After I arrived in Cali, the third largest city in Colombia with almost 2.5 million inhabitants, it only took me a few days to realize the potential of renting out on Airbnb here: growing tourism, very little high-end accommodation available, and very affordable real estate prices.
The only issue I faced was: it’s illegal to rent out for less than 30 days in Colombia, and most buildings strictly enforce this rule. A deal breaker at first sight. After all, I had to sell my apartment in Amsterdam for the same reason and I didn’t want to run into the same issue again.
Unless…there’s a way around the rules. And it turned out there is. The ministry of Tourism provides permits to certain companies to engage in short term renting. One of those companies, FAR International, happens to have four units for sale in a building that they have bought. As the building owner, no issues with building managers or home owner associations can arise.
Long story short, I decided to buy the penthouse unit in this building, and I’m VERY excited about it. In this post you can read in very much detail why I made this decision. If you don’t like reading, you can watch the video below in which I show the unit and explain the main considerations.
I’m very excited to announce that I’ve found my next Airbnb investment! I’m going to purchase a 2 bedroom penthouse in an exotic city in South America…(hint: it’s the capital of salsa). Watch the video to find out more!
Posted by Get Paid For Your Pad on Tuesday, January 31, 2017
Here’s a floorpan of the unit. The only thing that will be different is that I’m moving the master bedroom (on the left) to the other side of the apartment because the view will be better from that side. It will basically swap position with the bathroom.
Now…if you’re up for the full metal version, keep reading.
There are three necessary conditions that have to be met by a property for me to consider investing in it.
1) The property has to be Airbnb friendly
2) It has to be a place where I would like to spend time
3) The unit has to be affordable, in the $100k – $150 range
These are the necessary conditions, meaning that if one of these conditions isn’t met, it’s a no-go. They are not sufficient conditions though, meaning that meeting these conditions isn’t enough for me to buy the property. There are other considerations that I will discuss later in this post.

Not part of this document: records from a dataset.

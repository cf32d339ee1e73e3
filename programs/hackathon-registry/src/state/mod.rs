pub mod hackathon;
pub mod registry;

pub use hackathon::*;
pub use registry::*;
#[allow(clippy::too_many_arguments)]
pub fn build_request_funding_ix(
    developer: &Pubkey,
    hackathon: &Pubkey,
    project_id: u64,
    reputation_score: u64,
    name: &str,
    metadata_url: &str,
    descriptions: &[&str],
    amounts: &[u64],
) -> Instruction {
    let (config, _) = derive_engine_pda();
    let (credit_line, _) = derive_credit_line_pda(developer);
    let (project, _) = derive_project_pda(project_id);

    let mut data = anchor_discriminator("request_funding").to_vec();
    data.extend_from_slice(&reputation_score.to_le_bytes());
    data.extend_from_slice(&(name.len() as u32).to_le_bytes());
    data.extend_from_slice(name.as_bytes());
    data.extend_from_slice(&(metadata_url.len() as u32).to_le_bytes());
    data.extend_from_slice(metadata_url.as_bytes());
    data.extend_from_slice(&(descriptions.len() as u32).to_le_bytes());
    for d in descriptions {
        data.extend_from_slice(&(d.len() as u32).to_le_bytes());
        data.extend_from_slice(d.as_bytes());
    }
    data.extend_from_slice(&(amounts.len() as u32).to_le_bytes());
    for a in amounts {
        data.extend_from_slice(&a.to_le_bytes());
    }

    Instruction {
        program_id: ENGINE_PROGRAM_ID,
        accounts: vec![
            AccountMeta::new(*developer, true),
            AccountMeta::new(config, false),
            AccountMeta::new_readonly(*hackathon, false),
            AccountMeta::new(credit_line, false),
            AccountMeta::new(project, false),
            AccountMeta::new_readonly(system_program, false),
        ],
        data,
    }
}

pub fn build_approve_milestone_ix(
    verifier: &Pubkey,
    hackathon: &Pubkey,
    project_id: u64,
    developer: &Pubkey,
    funding_mint: &Pubkey,
    milestone_index: u8,
) -> Instruction {
    let (config, _) = derive_engine_pda();
    let (project, _) = derive_project_pda(project_id);
    let (credit_line, _) = derive_credit_line_pda(developer);
    let (vault_authority, _) = derive_vault_authority_pda();
    let vault = vault_address(funding_mint);
    let developer_token_account = get_associated_token_address(developer, funding_mint);

    let mut data = anchor_discriminator("approve_milestone").to_vec();
    data.push(milestone_index);

    Instruction {
        program_id: ENGINE_PROGRAM_ID,
        accounts: vec![
            AccountMeta::new(*verifier, true),
            AccountMeta::new_readonly(config, false),
            AccountMeta::new_readonly(*hackathon, false),
            AccountMeta::new(project, false),
            AccountMeta::new(credit_line, false),
            AccountMeta::new_readonly(*developer, false),
            AccountMeta::new_readonly(*funding_mint, false),
            AccountMeta::new_readonly(vault_authority, false),
            AccountMeta::new(vault, false),
            AccountMeta::new(developer_token_account, false),
            AccountMeta::new_readonly(TOKEN_PROGRAM_ID, false),
            AccountMeta::new_readonly(ASSOCIATED_TOKEN_PROGRAM_ID, false),
            AccountMeta::new_readonly(system_program, false),
        ],
        data,
    }
}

For a property to be considered “Airbnb friendly,” three conditions have to be met
1) there are no general short term regulations imposed by the local authorities
2) no regulation is expected to be implemented in the foreseeable future
3) there are no limitations imposed by the building management or home owners association
At first sight Colombia doesn’t seem Airbnb friendly, as there’s a national rule that prohibits renting out homes for less than 30 days. The enforcement hasn’t been very strict as of yet, but the government has been stepping up their efforts recently.
However, it’s possible to get a permit to rent out short term. You have to be fully vetted by the Colombian ministry of Tourism. The company that will manage my unit, First American Realty International, has this permit.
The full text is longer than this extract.